# Task item
The expected output is every entry that follows, reproduced exactly.

### Dataset excerpts ###

use serde::{Deserialize, Serialize};
use std::fmt;
use utoipa::ToSchema;

/// Kind of quiz questions the LLM is asked to produce
#[derive(Debug, Clone, Copy, Default, PartialEq, Eq, Serialize, Deserialize, ToSchema)]
#[serde(rename_all = "snake_case")]
pub enum QuizType {
    MultipleChoice,
    ShortAnswer,
    TrueFalse,
    #[default]
    All,
}

impl fmt::Display for QuizType {
    fn fmt(&self, f: &mut fmt::Formatter<'_>) -> fmt::Result {
        match self {
            QuizType::MultipleChoice => write!(f, "multiple_choice"),
            QuizType::ShortAnswer => write!(f, "short_answer"),
            QuizType::TrueFalse => write!(f, "true_false"),
            QuizType::All => write!(f, "all"),
        }
    }
}

/// Which study materials `/api/generate-content` should produce
#[derive(Debug, Clone, Copy, Default, PartialEq, Eq, Serialize, Deserialize, ToSchema)]
#[serde(rename_all = "snake_case")]
pub enum ContentType {
    Summary,
    Flashcards,
    Quiz,
    #[default]
    All,
}

impl ContentType {
    pub fn includes_summary(self) -> bool {
        matches!(self, ContentType::Summary | ContentType::All)
    }

    pub fn includes_flashcards(self) -> bool {
        matches!(self, ContentType::Flashcards | ContentType::All)
    }

    pub fn includes_quiz(self) -> bool {
        matches!(self, ContentType::Quiz | ContentType::All)
    }
}

impl fmt::Display for ContentType {
    fn fmt(&self, f: &mut fmt::Formatter<'_>) -> fmt::Result {
        match self {
            ContentType::Summary => write!(f, "summary"),
            ContentType::Flashcards => write!(f, "flashcards"),
            ContentType::Quiz => write!(f, "quiz"),
            ContentType::All => write!(f, "all"),
        }
    }
}

#[derive(Debug, Clone, Serialize, Deserialize, ToSchema)]
pub struct QuizRequest {
    pub text: String,
    #[serde(default)]
    pub quiz_type: QuizType,
}

#[derive(Debug, Clone, Serialize, Deserialize, ToSchema)]
pub struct ContentRequest {
    pub text: String,
    #[serde(default)]
    pub content_type: ContentType,
}

#[derive(Debug, Clone, Serialize, Deserialize, ToSchema)]
pub struct SpeechRequest {
    pub text: String,
    /// Engine-specific voice name; falls back to `TTS_VOICE`
    #[serde(default)]
    pub voice: Option<String>,
}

###

# Answer to this problem
use serde::{Deserialize, Serialize};
use std::fmt;
use utoipa::ToSchema;

/// Kind of quiz questions the LLM is asked to produce
#[derive(Debug, Clone, Copy, Default, PartialEq, Eq, Serialize, Deserialize, ToSchema)]
#[serde(rename_all = "snake_case")]
pub enum QuizType {
    MultipleChoice,
    ShortAnswer,
    TrueFalse,
    #[default]
    All,
}

impl fmt::Display for QuizType {
    fn fmt(&self, f: &mut fmt::Formatter<'_>) -> fmt::Result {
        match self {
            QuizType::MultipleChoice => write!(f, "multiple_choice"),
            QuizType::ShortAnswer => write!(f, "short_answer"),
            QuizType::TrueFalse => write!(f, "true_false"),
            QuizType::All => write!(f, "all"),
        }
    }
}

/// Which study materials `/api/generate-content` should produce
#[derive(Debug, Clone, Copy, Default, PartialEq, Eq, Serialize, Deserialize, ToSchema)]
#[serde(rename_all = "snake_case")]
pub enum ContentType {
    Summary,
    Flashcards,
    Quiz,
    #[default]
    All,
}

impl ContentType {
    pub fn includes_summary(self) -> bool {
        matches!(self, ContentType::Summary | ContentType::All)
    }

    pub fn includes_flashcards(self) -> bool {
        matches!(self, ContentType::Flashcards | ContentType::All)
    }

    pub fn includes_quiz(self) -> bool {
        matches!(self, ContentType::Quiz | ContentType::All)
    }
}

impl fmt::Display for ContentType {
    fn fmt(&self, f: &mut fmt::Formatter<'_>) -> fmt::Result {
        match self {
            ContentType::Summary => write!(f, "summary"),
            ContentType::Flashcards => write!(f, "flashcards"),
            ContentType::Quiz => write!(f, "quiz"),
            ContentType::All => write!(f, "all"),
        }
    }
}

#[derive(Debug, Clone, Serialize, Deserialize, ToSchema)]
pub struct QuizRequest {
    pub text: String,
    #[serde(default)]
    pub quiz_type: QuizType,
}

#[derive(Debug, Clone, Serialize, Deserialize, ToSchema)]
pub struct ContentRequest {
    pub text: String,
    #[serde(default)]
    pub content_type: ContentType,
}

#[derive(Debug, Clone, Serialize, Deserialize, ToSchema)]
pub struct SpeechRequest {
    pub text: String,
    /// Engine-specific voice name; falls back to `TTS_VOICE`
    #[serde(default)]
    pub voice: Option<String>,
}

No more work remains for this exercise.